The stigma of mental illness is ubiquitous. A 2016 study concluded that there is no country where people with a mental illness have the same societal value as people without a mental illness. The public has a general negative judgement of those who suffer from a mental illness. This can contribute to worsening symptoms and a reluctance to seek treatment. More than half of people with a mental illness don't receive the treatment they require, mainly because they're afraid of being marginalized and discriminated against.
Diana Chao, who struggled for years with her mental health, decided that her pen was mightier than the sword and tackled the issues head-on. She founded Letters to Strangers, a non-profit that seeks to destigmatize mental illness and increase access to affordable, quality treatment, particularly for youth. The chapters of this organisation write anonymous letters that aim to share their vulnerabilities and offer support for those who are struggling.
In this episode, Diana delves into why she founded Letters for Strangers, highlighting her own mental health struggles as well as her journey as a first-generation Chinese-American immigrant. She talks about growing up beneath the poverty line and how her parents' inability to speak English led to her writing instead, where she finally felt like she found a voice.
"The healthcare system just felt impossible to navigate and that's why I started turning to letters, and as I was writing these letters to strangers I realized that I was being empathetic and kind to these people I've never even met but I couldn't do the same for myself."
Diana talks about the model behind Letters for Strangers, which is "writing is humanity distilled into ink." She turned her personal project into a student club at her school and grew it into what it is today: the largest global youth-run non-profit. With over 100 chapters in 20 countries across six continents, Letters to Strangers impacts nearly 35000 people every year.

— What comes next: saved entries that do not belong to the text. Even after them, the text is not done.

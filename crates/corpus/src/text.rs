//! Wikitext-to-plain-text normalization.
//!
//! Each pass is a regex substitution applied in sequence. Pass order matters:
//! templates are stripped before link unwrapping so `{{…[[x]]…}}` disappears
//! whole, and bold quotes are unwrapped before italics so `'''` is not
//! half-eaten by the `''` pass.

use std::sync::LazyLock;

use regex::Regex;

/// Normalize raw wikitext into plain text the extractors can scan line by line.
pub fn normalize(text: &str) -> String {
    let result = strip_templates(text);
    let result = unwrap_wiki_links(&result);
    let result = unwrap_external_links(&result);
    let result = unwrap_bold(&result);
    unwrap_italics(&result)
}

// ---------------------------------------------------------------------------
// Pass 1: strip {…} templates
// ---------------------------------------------------------------------------

/// Remove brace-delimited templates, including multi-line ones.
fn strip_templates(text: &str) -> String {
    static TEMPLATE_RE: LazyLock<Regex> =
        LazyLock::new(|| Regex::new(r"(?s)\{.*?\}").expect("valid regex"));
    TEMPLATE_RE.replace_all(text, "").into_owned()
}

// ---------------------------------------------------------------------------
// Pass 2: unwrap [[target|label]] links
// ---------------------------------------------------------------------------

/// `[[target|label]]` → `label`, `[[target]]` → `target`.
fn unwrap_wiki_links(text: &str) -> String {
    static WIKI_LINK_RE: LazyLock<Regex> =
        LazyLock::new(|| Regex::new(r"\[\[(?:[^\]]*\|)?(.*?)]]").expect("valid regex"));
    WIKI_LINK_RE.replace_all(text, "$1").into_owned()
}

// ---------------------------------------------------------------------------
// Pass 3: unwrap [url label] external links
// ---------------------------------------------------------------------------

/// `[url label]` → `label`; a bare `[url]` disappears.
fn unwrap_external_links(text: &str) -> String {
    static EXTERNAL_LINK_RE: LazyLock<Regex> =
        LazyLock::new(|| Regex::new(r"\[.*?(?: (.*?))?]").expect("valid regex"));
    EXTERNAL_LINK_RE.replace_all(text, "$1").into_owned()
}

// ---------------------------------------------------------------------------
// Pass 4/5: unwrap quote markup
// ---------------------------------------------------------------------------

/// `'''bold'''` → `bold`.
fn unwrap_bold(text: &str) -> String {
    static BOLD_RE: LazyLock<Regex> =
        LazyLock::new(|| Regex::new(r"'''(.*?)'''").expect("valid regex"));
    BOLD_RE.replace_all(text, "$1").into_owned()
}

/// `''italic''` → `italic`.
fn unwrap_italics(text: &str) -> String {
    static ITALIC_RE: LazyLock<Regex> =
        LazyLock::new(|| Regex::new(r"''(.*?)''").expect("valid regex"));
    ITALIC_RE.replace_all(text, "$1").into_owned()
}
//! Error types for biograph.
//!
//! Library crates use [`BiographError`] via `thiserror`.
//! App crates (cli) wrap this with `color-eyre` for rich diagnostics.
//!
//! Upstream conditions the pipeline recovers from — a title missing from the
//! corpus, a throttled or failed knowledge-base call — are *not* errors here;
//! they are values (`FetchOutcome`, `Option<Person>`) and degrade the affected
//! signal only. This enum covers conditions that abort an operation.

use std::path::PathBuf;

/// Top-level error type for all biograph operations.
#[derive(Debug, thiserror::Error)]
pub enum BiographError {
    /// Corpus index/data files missing, truncated, or inconsistent;
    /// configuration loading or validation error. Fatal to the run.
    #[error("config error: {message}")]
    Config { message: String },

    /// Transport-level HTTP error (connection, timeout, malformed body).
    #[error("network error: {0}")]
    Network(String),

    /// Record or input parsing error (bad JSON line, bad groups file).
    #[error("parse error: {message}")]
    Parse { message: String },

    /// The upstream service answered, but with a failure the caller cannot
    /// recover from at this level (e.g. an edit the wiki rejected).
    #[error("service error: {0}")]
    Service(String),

    /// Publisher login/session failure. Fatal to the publish phase only.
    #[error("auth error: {0}")]
    Auth(String),

    /// Filesystem I/O error.
    #[error("I/O error at {path:?}: {source}")]
    Io {
        path: PathBuf,
        source: std::io::Error,
    },
}

/// Convenience alias used throughout the codebase.
pub type Result<T> = std::result::Result<T, BiographError>;

impl BiographError {
    /// Create a config error from any displayable message.
    pub fn config(msg: impl Into<String>) -> Self {
        Self::Config {
            message: msg.into(),
        }
    }

    /// Create a parse error from any displayable message.
    pub fn parse(msg: impl Into<String>) -> Self {
        Self::Parse {
            message: msg.into(),
        }
    }

    /// Wrap a `std::io::Error` with a path for context.
    pub fn io(path: impl Into<PathBuf>, source: std::io::Error) -> Self {
        Self::Io {
            path: path.into(),
            source,
        }
    }
}

#[cfg(test)]
mod tests {
    use super::*;

    #[test]
    fn error_display_formatting() {
        let err = BiographError::config("offset index missing");
        assert_eq!(err.to_string(), "config error: offset index missing");

        let err = BiographError::Auth("login rejected: WrongPass".into());
        assert!(err.to_string().contains("WrongPass"));
    }
}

Diana and Zubair also talk about the benefit of putting pen to paper, and the ceremony and ritual behind the process of writing on paper, which brings about calming feeling. Diana also touches upon the Youth for Youth mental health guidebook, which the organisation published in 2019. The book covers the a to z of mental health, including the basic definitions, protective and risk factors, access to medical care as well as in-depth research into factors such as race, ethnicity, religion and socioeconomic status that can impact mental health.
Diana ends with a hopeful message: that healed people heal people.
Diana Chao is a youth mental health activist, climate scientist, conceptual fine art photographer, food & beverage entrepreneur, and speaker/poet/writer. She is also a karaoke-fu champion who's obsessed with all things matcha and penguins' related.